The task:
All records need to be reproduced exactly. Keep every word as it is.

Provided data:
┄┄┄┄┄┄┄┄┄┄┄┄┄┄┄┄┄┄┄┄
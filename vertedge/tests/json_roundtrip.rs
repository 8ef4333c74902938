use serde_json::json;
use vertedge::{EdgeKind, Graph, GraphError};

#[test]
fn json_caps_exceeded_vertices() {
    let vertices: Vec<_> = (0..200_001).map(|_| json!({"x": 0.0, "y": 0.0})).collect();
    let doc = json!({"vertices": vertices, "edges": []}).to_string();
    match Graph::from_json(&doc) {
        Err(GraphError::CapsExceeded { what, count, .. }) => {
            assert_eq!(what, "vertex");
            assert_eq!(count, 200_001);
        }
        other => panic!("expected caps failure, got {other:?}"),
    }
}

#[test]
fn json_invalid_numbers() {
    let doc = json!({"vertices": [{"x": 1.0e38, "y": 0.0}]}).to_string();
    assert_eq!(Graph::from_json(&doc).unwrap_err().code(), "out_of_bounds");
    let doc = json!({"vertices": [{"x": 0.0, "y": 0.0, "r": 1.0e9}]}).to_string();
    assert_eq!(Graph::from_json(&doc).unwrap_err().code(), "out_of_bounds");
    let doc = json!({"vertices": [{"x": 0.0, "y": 0.0, "lineDash": [1.0, -2.0]}]}).to_string();
    assert_eq!(Graph::from_json(&doc).unwrap_err().code(), "out_of_bounds");
}

#[test]
fn failed_load_leaves_graph_untouched() {
    let mut g = Graph::from_json(r#"{"vertices":[{"x":1,"y":2}]}"#).unwrap();
    let before = g.version();
    assert!(g.load_json(r#"{"vertices":[{"x":0,"y":0}],"edges":[{"v1":2}]}"#).is_err());
    assert_eq!(g.vertex_count(), 1);
    assert_eq!(g.version(), before);
}

#[test]
fn saved_document_loads_back() {
    let text = r##"{"title":"Demo","vertices":[{"x":0.0,"y":0.0,"fill":"#ff9421"},{"x":80.0,"y":0.0,"r":4.0,"shape":1}],"edges":[{"v1":0,"v2":1,"cp":[40.0,-30.0],"lineDash":[2.0,2.0]},{"v1":1,"v2":1,"cp":[80.0,-50.0]}]}"##;
    let g = Graph::from_json(text).unwrap();
    assert_eq!(g.title(), Some("Demo"));
    let kinds: Vec<_> = g.edge_ids().map(|e| g.edge_kind(e).unwrap()).collect();
    assert_eq!(kinds, vec![EdgeKind::Curve, EdgeKind::Loop]);
    assert_eq!(g.to_json(), text);
}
┄┄┄┄┄┄┄┄┄┄┄┄┄┄┄┄┄┄┄┄
Output of the task:
filename vertedge/tests/json_roundtrip.rs
repository 8ef4333c74902938
use serde_json::json;
use vertedge::{EdgeKind, Graph, GraphError};

#[test]
fn json_caps_exceeded_vertices() {
    let vertices: Vec<_> = (0..200_001).map(|_| json!({"x": 0.0, "y": 0.0})).collect();
    let doc = json!({"vertices": vertices, "edges": []}).to_string();
    match Graph::from_json(&doc) {
        Err(GraphError::CapsExceeded { what, count, .. }) => {
            assert_eq!(what, "vertex");
            assert_eq!(count, 200_001);
        }
        other => panic!("expected caps failure, got {other:?}"),
    }
}

#[test]
fn json_invalid_numbers() {
    let doc = json!({"vertices": [{"x": 1.0e38, "y": 0.0}]}).to_string();
    assert_eq!(Graph::from_json(&doc).unwrap_err().code(), "out_of_bounds");
    let doc = json!({"vertices": [{"x": 0.0, "y": 0.0, "r": 1.0e9}]}).to_string();
    assert_eq!(Graph::from_json(&doc).unwrap_err().code(), "out_of_bounds");
    let doc = json!({"vertices": [{"x": 0.0, "y": 0.0, "lineDash": [1.0, -2.0]}]}).to_string();
    assert_eq!(Graph::from_json(&doc).unwrap_err().code(), "out_of_bounds");
}

#[test]
fn failed_load_leaves_graph_untouched() {
    let mut g = Graph::from_json(r#"{"vertices":[{"x":1,"y":2}]}"#).unwrap();
    let before = g.version();
    assert!(g.load_json(r#"{"vertices":[{"x":0,"y":0}],"edges":[{"v1":2}]}"#).is_err());
    assert_eq!(g.vertex_count(), 1);
    assert_eq!(g.version(), before);
}

#[test]
fn saved_document_loads_back() {
    let text = r##"{"title":"Demo","vertices":[{"x":0.0,"y":0.0,"fill":"#ff9421"},{"x":80.0,"y":0.0,"r":4.0,"shape":1}],"edges":[{"v1":0,"v2":1,"cp":[40.0,-30.0],"lineDash":[2.0,2.0]},{"v1":1,"v2":1,"cp":[80.0,-50.0]}]}"##;
    let g = Graph::from_json(text).unwrap();
    assert_eq!(g.title(), Some("Demo"));
    let kinds: Vec<_> = g.edge_ids().map(|e| g.edge_kind(e).unwrap()).collect();
    assert_eq!(kinds, vec![EdgeKind::Curve, EdgeKind::Loop]);
    assert_eq!(g.to_json(), text);
}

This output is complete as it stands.